(Stored data entries)
[Start of section]

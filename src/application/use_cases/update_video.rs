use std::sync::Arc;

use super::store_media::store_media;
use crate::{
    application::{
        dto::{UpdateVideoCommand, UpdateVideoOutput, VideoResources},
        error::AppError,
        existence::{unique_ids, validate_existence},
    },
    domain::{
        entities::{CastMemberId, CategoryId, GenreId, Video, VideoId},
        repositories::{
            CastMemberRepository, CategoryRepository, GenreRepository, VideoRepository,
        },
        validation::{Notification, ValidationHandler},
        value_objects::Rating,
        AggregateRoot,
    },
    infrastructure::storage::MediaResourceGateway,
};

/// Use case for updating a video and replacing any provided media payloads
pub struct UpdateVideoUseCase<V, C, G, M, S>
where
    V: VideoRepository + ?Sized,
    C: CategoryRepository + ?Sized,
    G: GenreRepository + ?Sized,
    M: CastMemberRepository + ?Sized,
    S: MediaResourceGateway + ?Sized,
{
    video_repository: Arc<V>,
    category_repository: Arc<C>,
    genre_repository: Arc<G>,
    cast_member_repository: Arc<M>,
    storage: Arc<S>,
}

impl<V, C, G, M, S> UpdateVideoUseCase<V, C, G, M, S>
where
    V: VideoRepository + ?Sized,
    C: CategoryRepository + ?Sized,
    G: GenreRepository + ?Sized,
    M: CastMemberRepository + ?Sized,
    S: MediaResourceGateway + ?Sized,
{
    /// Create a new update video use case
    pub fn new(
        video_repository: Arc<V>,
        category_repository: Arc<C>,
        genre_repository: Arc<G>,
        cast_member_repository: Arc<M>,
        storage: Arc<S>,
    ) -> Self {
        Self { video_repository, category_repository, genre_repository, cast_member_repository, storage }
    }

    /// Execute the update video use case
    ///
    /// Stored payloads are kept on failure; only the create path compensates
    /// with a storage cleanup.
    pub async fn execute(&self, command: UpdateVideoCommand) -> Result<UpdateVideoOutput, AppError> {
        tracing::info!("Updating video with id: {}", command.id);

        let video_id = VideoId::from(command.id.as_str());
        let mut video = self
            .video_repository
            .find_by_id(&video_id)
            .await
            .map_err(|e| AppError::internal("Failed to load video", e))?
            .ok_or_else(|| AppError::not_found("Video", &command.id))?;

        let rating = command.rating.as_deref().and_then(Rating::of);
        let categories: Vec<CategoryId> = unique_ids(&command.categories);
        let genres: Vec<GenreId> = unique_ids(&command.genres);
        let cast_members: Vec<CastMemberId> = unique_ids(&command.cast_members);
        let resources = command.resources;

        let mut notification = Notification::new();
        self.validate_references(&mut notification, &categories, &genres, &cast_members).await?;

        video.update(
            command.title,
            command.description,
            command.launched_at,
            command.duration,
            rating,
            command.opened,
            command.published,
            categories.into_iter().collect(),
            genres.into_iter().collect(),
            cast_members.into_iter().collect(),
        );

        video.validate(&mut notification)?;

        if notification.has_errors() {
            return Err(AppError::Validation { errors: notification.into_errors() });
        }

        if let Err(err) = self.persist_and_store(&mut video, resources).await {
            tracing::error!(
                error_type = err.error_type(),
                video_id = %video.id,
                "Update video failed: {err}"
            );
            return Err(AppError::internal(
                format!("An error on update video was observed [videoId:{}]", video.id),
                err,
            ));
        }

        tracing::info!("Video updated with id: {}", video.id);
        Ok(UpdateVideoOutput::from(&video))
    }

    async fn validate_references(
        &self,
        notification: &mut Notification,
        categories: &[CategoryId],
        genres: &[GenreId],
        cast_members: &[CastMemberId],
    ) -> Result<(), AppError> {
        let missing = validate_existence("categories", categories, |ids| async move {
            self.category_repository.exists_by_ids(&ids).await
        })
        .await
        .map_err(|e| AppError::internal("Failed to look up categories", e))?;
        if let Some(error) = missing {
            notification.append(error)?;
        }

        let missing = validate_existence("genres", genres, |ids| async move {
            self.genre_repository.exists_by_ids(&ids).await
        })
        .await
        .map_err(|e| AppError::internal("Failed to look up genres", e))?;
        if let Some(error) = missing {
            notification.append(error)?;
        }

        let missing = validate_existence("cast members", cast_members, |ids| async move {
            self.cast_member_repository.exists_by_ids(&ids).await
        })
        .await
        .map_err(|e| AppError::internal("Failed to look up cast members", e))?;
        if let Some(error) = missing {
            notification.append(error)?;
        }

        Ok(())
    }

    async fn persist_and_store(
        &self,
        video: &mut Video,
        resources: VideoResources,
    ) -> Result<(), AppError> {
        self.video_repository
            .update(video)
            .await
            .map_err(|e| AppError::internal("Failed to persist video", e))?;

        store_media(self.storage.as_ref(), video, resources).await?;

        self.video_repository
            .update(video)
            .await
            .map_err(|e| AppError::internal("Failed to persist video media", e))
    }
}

[End of section]
[Start of section]

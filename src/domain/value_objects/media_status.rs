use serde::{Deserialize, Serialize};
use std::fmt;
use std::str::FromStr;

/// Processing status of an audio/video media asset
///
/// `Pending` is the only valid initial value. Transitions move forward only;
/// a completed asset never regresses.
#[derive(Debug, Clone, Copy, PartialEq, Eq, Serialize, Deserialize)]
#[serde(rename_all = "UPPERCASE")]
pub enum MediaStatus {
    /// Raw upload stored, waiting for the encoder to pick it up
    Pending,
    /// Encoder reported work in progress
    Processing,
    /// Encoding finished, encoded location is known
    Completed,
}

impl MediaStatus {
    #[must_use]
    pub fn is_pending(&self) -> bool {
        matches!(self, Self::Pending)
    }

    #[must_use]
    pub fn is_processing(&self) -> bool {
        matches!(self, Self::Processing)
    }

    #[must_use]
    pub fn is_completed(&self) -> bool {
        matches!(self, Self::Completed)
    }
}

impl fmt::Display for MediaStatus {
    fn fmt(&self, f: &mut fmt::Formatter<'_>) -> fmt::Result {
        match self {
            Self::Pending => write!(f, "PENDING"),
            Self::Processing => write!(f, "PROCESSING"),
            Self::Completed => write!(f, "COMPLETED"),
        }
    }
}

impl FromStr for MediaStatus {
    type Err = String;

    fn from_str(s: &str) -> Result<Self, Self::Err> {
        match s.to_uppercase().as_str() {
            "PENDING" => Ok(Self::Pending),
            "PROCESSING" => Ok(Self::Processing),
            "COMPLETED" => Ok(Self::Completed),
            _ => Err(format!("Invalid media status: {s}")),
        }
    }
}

[End of section]
[Start of section]

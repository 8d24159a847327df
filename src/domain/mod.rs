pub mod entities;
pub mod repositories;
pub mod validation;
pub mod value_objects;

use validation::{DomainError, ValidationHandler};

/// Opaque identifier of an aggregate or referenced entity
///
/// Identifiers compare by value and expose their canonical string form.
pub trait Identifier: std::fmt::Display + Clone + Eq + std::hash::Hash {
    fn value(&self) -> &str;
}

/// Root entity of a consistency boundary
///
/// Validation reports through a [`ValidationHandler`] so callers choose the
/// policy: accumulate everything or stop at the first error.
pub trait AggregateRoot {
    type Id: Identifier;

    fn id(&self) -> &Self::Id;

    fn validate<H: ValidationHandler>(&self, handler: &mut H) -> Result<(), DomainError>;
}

[End of section]

* [Directions for this task]:
Of the lines above, output exactly those from the line bearing "new update video use case" through the line bearing "let video_id = VideoId::from(command.id.as_str());", inclusive.

* [Task output]:
    /// Create a new update video use case
    pub fn new(
        video_repository: Arc<V>,
        category_repository: Arc<C>,
        genre_repository: Arc<G>,
        cast_member_repository: Arc<M>,
        storage: Arc<S>,
    ) -> Self {
        Self { video_repository, category_repository, genre_repository, cast_member_repository, storage }
    }

    /// Execute the update video use case
    ///
    /// Stored payloads are kept on failure; only the create path compensates
    /// with a storage cleanup.
    pub async fn execute(&self, command: UpdateVideoCommand) -> Result<UpdateVideoOutput, AppError> {
        tracing::info!("Updating video with id: {}", command.id);

        let video_id = VideoId::from(command.id.as_str());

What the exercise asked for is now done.